Zelensky diz que "chegou a hora de falar". Moscovo diz ter "esperança" num acordo. Afinal, quão longe estamos da paz?

19 mar 2022, 13:46

Não é fácil avaliar os progressos que têm vindo a ser realmente alcançados entre as duas partes ao fim de tantas rondas de negociações. Mas, para o especialista em diplomacia Tiago Lopes, há um ponto que mostra como as negociações estão "um pouco mais atrasadas" do que o desejado

A entrar na quarta semana de guerra, o presidente ucraniano, Volodymyr Zelensky, disse na noite de sexta-feira que "chegou a hora de falar" sobre a paz e segurança no país, advertindo Moscovo de que este diálogo é a sua "única hipótese de minimizar os danos causados pelos próprios erros" na invasão da Ucrânia.

Os negociadores de Kiev e Moscovo têm feito esforços nesse sentido - ou, pelo menos, assim o anunciam - com uma série de rondas de negociações para a paz a prolongarem-se por várias horas, em formato digital ou presencial. Ambas as partes dizem estar disponíveis para um acordo, com o ministro dos Negócios Estrangeiros da Rússia, Sergei Lavrov, a admitir ter "alguma esperança" nas conversações, e o presidente ucraniano a falar em negociações "mais realistas" nos últimos dias.

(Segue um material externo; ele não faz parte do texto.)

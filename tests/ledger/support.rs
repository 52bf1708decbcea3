//! Shared fixtures for ledger tests.

use bet_ledger::{Bet, BET_FIELDS};
use serde_json::Value;

/// A demonstration literal with a doubled quote before
/// `account_number`, which makes it invalid JSON.
pub const CORRUPT_SEED_RECORD: &str = r#"{""account_number": "010432899", "bet_id": "324636", "bet_receipt": "L/0040544/0000001", "bet_date": "2018-09-07 10:14:35", "betslip_id": "36006", "betslip_receipt": "B/0040544/0000001", "pick": "1111", "betting_source": "internet", "game": "4D", "draw_id": "556578", "total_stake": "10.00", "big_stake": "5.00", "small_stake": "5.00", "currency": "SGD", "bet_type": "4D", "stake_per_line": "1.00" }"#;

/// Sixteen positional `placeBet` arguments with the given identity fields.
pub fn bet_args(bet_id: &str, draw_id: &str, pick: &str) -> Vec<String> {
    BET_FIELDS
        .iter()
        .map(|field| match *field {
            "bet_id" => bet_id.to_string(),
            "draw_id" => draw_id.to_string(),
            "pick" => pick.to_string(),
            "game" => "4D".to_string(),
            "total_stake" => "10.00".to_string(),
            other => format!("{}-{}", other, bet_id),
        })
        .collect()
}

pub fn parse_bet(payload: &[u8]) -> Bet {
    serde_json::from_slice(payload).expect("payload is a bet")
}

/// Parse a `[{Key, Record}]` payload.
pub fn parse_records(payload: &[u8]) -> Vec<Value> {
    match serde_json::from_slice(payload).expect("payload is JSON") {
        Value::Array(items) => items,
        other => panic!("expected array, got {}", other),
    }
}

pub fn record_keys(records: &[Value]) -> Vec<String> {
    records
        .iter()
        .map(|r| r["Key"].as_str().expect("Key is a string").to_string())
        .collect()
}
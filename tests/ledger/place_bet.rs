//! placeBet round trips and overwrite behaviour.

use bet_ledger::{Bet, Router, BET_FIELDS};

use crate::support::{bet_args, parse_bet, parse_records};

#[test]
fn placed_bet_reads_back_field_for_field() {
    let router = Router::in_memory();
    let args = bet_args("324636", "556578", "1111");

    let payload = router.invoke("placeBet", &args).unwrap();
    assert!(payload.is_none());

    let stored = router.invoke("queryBet", &["324636"]).unwrap().unwrap();
    let bet = parse_bet(&stored);
    assert_eq!(bet.to_args(), args);
    assert_eq!(bet, Bet::from_args(&args).unwrap());
}

#[test]
fn query_by_bet_id_uses_bet_id_as_key() {
    let router = Router::in_memory();
    router
        .invoke("placeBet", &bet_args("324637", "556578", "0087"))
        .unwrap();

    let by_id = router.invoke("queryByBetID", &["324637"]).unwrap();
    let by_key = router.invoke("queryBet", &["324637"]).unwrap();
    assert_eq!(by_id, by_key);
    assert_eq!(parse_bet(&by_id.unwrap()).pick, "0087");
}

#[test]
fn values_are_stored_verbatim() {
    let router = Router::in_memory();
    let mut args = bet_args("1", "2", "3");
    args[10] = "not a number".into();
    args[12] = "-".into();
    args[6] = "quote \" and \\ backslash".into();
    router.invoke("placeBet", &args).unwrap();

    let bet = parse_bet(&router.invoke("queryBet", &["1"]).unwrap().unwrap());
    assert_eq!(bet.total_stake, "not a number");
    assert_eq!(bet.small_stake, "-");
    assert_eq!(bet.pick, "quote \" and \\ backslash");
}

#[test]
fn same_bet_id_overwrites() {
    let router = Router::in_memory();
    router
        .invoke("placeBet", &bet_args("324636", "556578", "1111"))
        .unwrap();
    router
        .invoke("placeBet", &bet_args("324636", "556579", "2222"))
        .unwrap();

    let bet = parse_bet(&router.invoke("queryBet", &["324636"]).unwrap().unwrap());
    assert_eq!(bet.pick, "2222");
    assert_eq!(bet.draw_id, "556579");

    let all = parse_records(&router.invoke::<&str>("queryAllBets", &[]).unwrap().unwrap());
    assert_eq!(all.len(), 1);

    let old_draw = parse_records(&router.invoke("queryByDrawID", &["556578"]).unwrap().unwrap());
    assert!(old_draw.is_empty());
}

#[test]
fn wrong_arity_does_not_mutate() {
    let router = Router::in_memory();
    let mut args = bet_args("324636", "556578", "1111");
    args.pop();
    assert_eq!(args.len(), BET_FIELDS.len() - 1);

    let response = router.handle("placeBet", &args);
    assert_eq!(response.status, 400);
    assert_eq!(
        response.error().unwrap().kind,
        bet_ledger::ErrorKind::BadArgumentCount
    );
    assert!(router.engine().store().is_empty().unwrap());
}
//! KvStore - the sorted key-value substrate everything else is built on.

use std::fmt;

use crate::error::{LedgerError, LedgerResult};

/// One stored entry: key plus raw value bytes.
pub type KeyValue = (String, Vec<u8>);

/// Sorted key-value storage with point access and ordered range scans.
///
/// Keys order lexicographically by their UTF-8 bytes. Rich (selector)
/// queries are optional: stores that cannot evaluate them keep the default
/// implementation, which fails with `QueryUnsupported`.
pub trait KvStore: Send + Sync {
    /// Insert or overwrite the value at `key`.
    fn put(&self, key: &str, value: Vec<u8>) -> LedgerResult<()>;

    /// Point lookup. `Ok(None)` when the key is absent.
    fn get(&self, key: &str) -> LedgerResult<Option<Vec<u8>>>;

    /// Open a cursor over `[start, end)` in ascending key order.
    /// An empty bound on either side is unbounded.
    fn range_scan(&self, start: &str, end: &str) -> LedgerResult<ScanCursor<'_>>;

    /// Evaluate a JSON selector query (`{"selector": {...}}`) over all
    /// stored payloads.
    fn rich_query(&self, _query: &str) -> LedgerResult<ScanCursor<'_>> {
        Err(LedgerError::QueryUnsupported)
    }

    fn supports_rich_query(&self) -> bool {
        false
    }
}

/// An open iterator handle on the store.
///
/// The handle is released exactly once when the cursor is dropped, whether
/// the consumer ran it to the end, stopped early, or bailed out on an error.
pub struct ScanCursor<'a> {
    entries: Box<dyn Iterator<Item = LedgerResult<KeyValue>> + Send + 'a>,
    release: Option<Box<dyn FnOnce() + Send + 'a>>,
}

impl<'a> ScanCursor<'a> {
    pub fn new<I>(entries: I) -> Self
    where
        I: IntoIterator<Item = LedgerResult<KeyValue>>,
        I::IntoIter: Send + 'a,
    {
        Self {
            entries: Box::new(entries.into_iter()),
            release: None,
        }
    }

    /// A cursor with nothing in it.
    pub fn empty() -> Self {
        Self::new(std::iter::empty())
    }

    /// Attach the action that frees the underlying handle.
    pub fn on_release<F>(mut self, release: F) -> Self
    where
        F: FnOnce() + Send + 'a,
    {
        self.release = Some(Box::new(release));
        self
    }

    /// Release the handle now instead of waiting for the cursor to drop.
    pub fn close(self) {}

    /// Drain the cursor into a vector, stopping at the first error.
    pub fn collect_entries(self) -> LedgerResult<Vec<KeyValue>> {
        self.collect()
    }
}

impl fmt::Debug for ScanCursor<'_> {
    fn fmt(&self, f: &mut fmt::Formatter<'_>) -> fmt::Result {
        f.debug_struct("ScanCursor")
            .field("open", &self.release.is_some())
            .finish_non_exhaustive()
    }
}

impl Iterator for ScanCursor<'_> {
    type Item = LedgerResult<KeyValue>;

    fn next(&mut self) -> Option<Self::Item> {
        self.entries.next()
    }
}

impl Drop for ScanCursor<'_> {
    fn drop(&mut self) {
        if let Some(release) = self.release.take() {
            release();
        }
    }
}
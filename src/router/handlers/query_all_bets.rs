use crate::error::LedgerResult;
use crate::router::{Arity, Context, Payload};
use crate::store::KvStore;

pub const OPERATION: &str = "queryAllBets";
pub const ARITY: Arity = Arity::Exact(0);

pub fn handle<S: KvStore>(ctx: &Context<'_, S>) -> LedgerResult<Payload> {
    let engine = ctx.engine();
    let all = engine.query_all()?;
    engine.serializer().serialize(&all).map(Some)
}
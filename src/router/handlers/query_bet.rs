use crate::error::{LedgerError, LedgerResult};
use crate::router::{Arity, Context, Payload};
use crate::store::KvStore;

pub const OPERATION: &str = "queryBet";
pub const ARITY: Arity = Arity::Exact(1);

/// Raw record stored at an arbitrary key (plain or composite).
pub fn handle<S: KvStore>(ctx: &Context<'_, S>) -> LedgerResult<Payload> {
    let key = ctx.arg(0);
    ctx.engine()
        .query_by_primary_key(key)?
        .map(Some)
        .ok_or_else(|| LedgerError::NotFound(key.to_string()))
}
//! Ledger configuration.
//!
//! Every field has a default, so an empty TOML document is a valid config:
//!
//! ```toml
//! strict_records = true
//! predicate_fallback = false
//! seed_namespace = "BetIndex"
//! seed_game = "4D"
//! ```

use serde::Deserialize;

use crate::error::LedgerResult;
use crate::key::{KeySchema, DEFAULT_BET_NAMESPACE};

#[derive(Debug, Clone, PartialEq, Eq, Deserialize)]
#[serde(default, deny_unknown_fields)]
pub struct LedgerConfig {
    /// Refuse to serialize a result set containing a non-JSON record.
    pub strict_records: bool,
    /// Answer predicate queries with a full scan when the store has no
    /// rich query support, instead of failing with `QueryUnsupported`.
    pub predicate_fallback: bool,
    /// Composite-key namespace the seed records are indexed under.
    pub seed_namespace: String,
    /// Game attribute of the seed records.
    pub seed_game: String,
}

impl Default for LedgerConfig {
    fn default() -> Self {
        Self {
            strict_records: true,
            predicate_fallback: false,
            seed_namespace: DEFAULT_BET_NAMESPACE.to_string(),
            seed_game: "4D".to_string(),
        }
    }
}

impl LedgerConfig {
    pub fn from_toml_str(source: &str) -> LedgerResult<Self> {
        let config: LedgerConfig = toml::from_str(source)?;
        config.validate()?;
        Ok(config)
    }

    pub fn validate(&self) -> LedgerResult<()> {
        self.seed_schema()?.build(&[self.seed_game.as_str(), "0"])?;
        Ok(())
    }

    /// Key layout for seeded bets.
    pub fn seed_schema(&self) -> LedgerResult<KeySchema> {
        KeySchema::bet_index(self.seed_namespace.clone())
    }

    pub fn with_predicate_fallback(mut self, enabled: bool) -> Self {
        self.predicate_fallback = enabled;
        self
    }

    pub fn with_strict_records(mut self, strict: bool) -> Self {
        self.strict_records = strict;
        self
    }
}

No início desta semana, o jornal Financial Times divulgou o que designou por "acordo de paz provisório" entre as partes, assente em 15 pontos, citando informações de três pessoas envolvidas nas negociações. Segundo a publicação, ambos os países teriam alcançado “progressos significativos” num plano que incluirá um cessar-fogo e a retirada da Rússia de território ucraniano, desde que Kiev declarasse a neutralidade e aceitasse a desmilitarização.

Porém, horas depois da divulgação desta notícia, o conselheiro do presidente ucraniano, Mikhailo Podolyak, que tem participado nas negociações, esclareceu através de uma publicação na rede social Twitter que aquele plano apenas diz respeito às posições apresentadas pela Rússia, garantindo que a Ucrânia não mudou a sua posição nem fez quaisquer cedências.

Troca de prisioneiros

Não é fácil, por isso, avaliar os progressos que têm vindo a ser realmente alcançados entre as duas partes ao fim de tantas rondas de negociações. Mas, para o especialista em diplomacia Tiago Lopes, há um ponto que mostra como as negociações estão "mais atrasadas" do que o desejado.

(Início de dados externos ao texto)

use tracing::info;

use crate::error::LedgerResult;
use crate::router::{seed, Arity, Context, Payload};
use crate::store::KvStore;

pub const OPERATION: &str = "init";
pub const ARITY: Arity = Arity::Exact(0);

/// Load the demonstration bets.
pub fn handle<S: KvStore>(ctx: &Context<'_, S>) -> LedgerResult<Payload> {
    let keys = seed::seed(ctx.engine())?;
    info!(records = keys.len(), "seeded demonstration bets");
    Ok(None)
}
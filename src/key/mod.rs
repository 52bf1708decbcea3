//! Composite keys - several string attributes packed into one store key.
//!
//! A key is laid out as `namespace~attr1~attr2~...~`. The trailing separator
//! makes `namespace~` a strict prefix of every key in the namespace, so a
//! range scan over one namespace never picks up a sibling namespace that
//! merely shares a textual prefix (`Bet` vs `BetIndex`).
//!
//! ## Example
//!
//! ```
//! use bet_ledger::key::{build_composite_key, decode_composite_key};
//!
//! let key = build_composite_key("BetIndex", &["4D", "324636"]).unwrap();
//! assert_eq!(key, "BetIndex~4D~324636~");
//!
//! let (namespace, attributes) = decode_composite_key(&key).unwrap();
//! assert_eq!(namespace, "BetIndex");
//! assert_eq!(attributes, vec!["4D", "324636"]);
//! ```

mod schema;

use crate::error::{LedgerError, LedgerResult};

pub use schema::{KeySchema, SchemaRegistry, BET_INDEX_ATTRIBUTES, DEFAULT_BET_NAMESPACE};

/// Reserved separator between key segments.
pub const COMPOSITE_KEY_SEPARATOR: char = '~';

/// Join a namespace and its attributes into a single composite key.
///
/// Fails with `InvalidAttribute` if the namespace is empty or if any segment
/// contains the separator, since such a key could not be decoded back.
pub fn build_composite_key<S: AsRef<str>>(
    namespace: &str,
    attributes: &[S],
) -> LedgerResult<String> {
    validate_namespace(namespace)?;

    let mut key = String::with_capacity(
        namespace.len() + 1 + attributes.iter().map(|a| a.as_ref().len() + 1).sum::<usize>(),
    );
    key.push_str(namespace);
    key.push(COMPOSITE_KEY_SEPARATOR);

    for attribute in attributes {
        let attribute = attribute.as_ref();
        validate_attribute(attribute)?;
        key.push_str(attribute);
        key.push(COMPOSITE_KEY_SEPARATOR);
    }

    Ok(key)
}

/// Split a composite key back into its namespace and attributes.
///
/// Keys under a namespace known to [`SchemaRegistry::default`] must carry
/// exactly that schema's attribute count, otherwise `MalformedKey`.
pub fn decode_composite_key(key: &str) -> LedgerResult<(String, Vec<String>)> {
    SchemaRegistry::default().decode(key)
}

/// Layout-only split: trailing separator and a non-empty namespace.
pub(crate) fn split_composite_key(key: &str) -> LedgerResult<(String, Vec<String>)> {
    let body = key
        .strip_suffix(COMPOSITE_KEY_SEPARATOR)
        .ok_or_else(|| LedgerError::malformed_key(key, "missing trailing separator"))?;

    let mut segments = body.split(COMPOSITE_KEY_SEPARATOR);
    let namespace = match segments.next() {
        Some(ns) if !ns.is_empty() => ns.to_string(),
        _ => return Err(LedgerError::malformed_key(key, "missing namespace")),
    };

    Ok((namespace, segments.map(str::to_string).collect()))
}

/// Prefix shared by every key in `namespace` whose leading attributes equal
/// `leading`. With no leading attributes this is just `namespace~`.
pub fn partial_key<S: AsRef<str>>(namespace: &str, leading: &[S]) -> LedgerResult<String> {
    build_composite_key(namespace, leading)
}

/// Exclusive upper bound for a prefix scan: the smallest string that sorts
/// after every string starting with `prefix`. `None` means unbounded.
pub fn prefix_end(prefix: &str) -> Option<String> {
    let mut chars: Vec<char> = prefix.chars().collect();
    while let Some(last) = chars.pop() {
        if let Some(next) = next_char(last) {
            chars.push(next);
            return Some(chars.into_iter().collect());
        }
    }
    None
}

fn next_char(c: char) -> Option<char> {
    match c {
        char::MAX => None,
        // skip the surrogate gap
        '\u{D7FF}' => Some('\u{E000}'),
        _ => char::from_u32(c as u32 + 1),
    }
}

pub(crate) fn validate_namespace(namespace: &str) -> LedgerResult<()> {
    if namespace.is_empty() {
        return Err(LedgerError::invalid_attribute(namespace, "namespace must not be empty"));
    }
    if namespace.contains(COMPOSITE_KEY_SEPARATOR) {
        return Err(LedgerError::invalid_attribute(
            namespace,
            "namespace contains the key separator",
        ));
    }
    Ok(())
}

fn validate_attribute(attribute: &str) -> LedgerResult<()> {
    if attribute.contains(COMPOSITE_KEY_SEPARATOR) {
        return Err(LedgerError::invalid_attribute(
            attribute,
            "attribute contains the key separator",
        ));
    }
    Ok(())
}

"É normal, neste tipo de processos em conflito que, a certa altura, para ganhar confiança entre as partes, se faça a troca de prisioneiros. A verdade é que isso ainda não foi negociado, que é sempre um primeiro sinal de que um eventual cessar-fogo poderá estar no horizonte", explica, em entrevista à CNN Portugal.

E há um ponto na agenda das conversações entre as duas partes que "será mais difícil de negociar", diz Tiago Lopes: "A questão da Crimeia. A Rússia quer normalizar a tomada [da Crimeia] de 2014. Vimos ontem [sexta-feira] as celebrações massivas dos oito anos dessa tomada. Para a Rússia é um ponto essencial e, para a Ucrânia, também."

Para o também professor da Universidade Portucalense, esta disputa pela região anexada em 2014 pela Rússia pode obrigar a uma "solução mais criativa", nomeadamente "um modelo federal ou um modelo de gestão conjunta", à semelhança do que acontece em Andorra, que é gerida em simultâneo por Espanha e França.

"O modelo federal parece ter voltado para a mesa negocial, mas há muita resistência do lado ucraniano para introduzir o modelo federal, porque lhes parece que estão a ser obrigados a entrar nesse modelo", explica o especialista.

Putin acusa Kiev de atrasar negociações

Na sexta-feira, o chanceler alemão, Olaf Scholz, pediu ao presidente russo que decretasse rapidamente um cessar-fogo na Ucrânia, numa conversa telefónica que durou quase uma hora, e na qual Vladimir Putin considerou que Kiev está a “arrastar” as negociações sobre o conflito e tem “exigências irrealistas”.

Os dois responsáveis abordaram “a guerra que continua a evoluir na Ucrânia e os esforços para lhe pôr fim”, segundo um comunicado do porta-voz do chanceler alemão, Steffen Hebestreit.

“Foi notado que o regime de Kiev está a tentar, por todos os meios, arrastar o processo de negociação, apresentando novas propostas irreais”, disse a presidência russa (Kremlin) num comunicado que visou resumir as declarações de Vladimir Putin a Olaf Scholz.

Quase em simultâneo, o porta-voz do Kremlin, Dmitry Peskov, tinha o mesmo discurso de Vladimir Putin, afirmando que a Rússia estava pronta para negociações, mas que a Ucrânia parecia não demonstrar a mesma disponibilidade.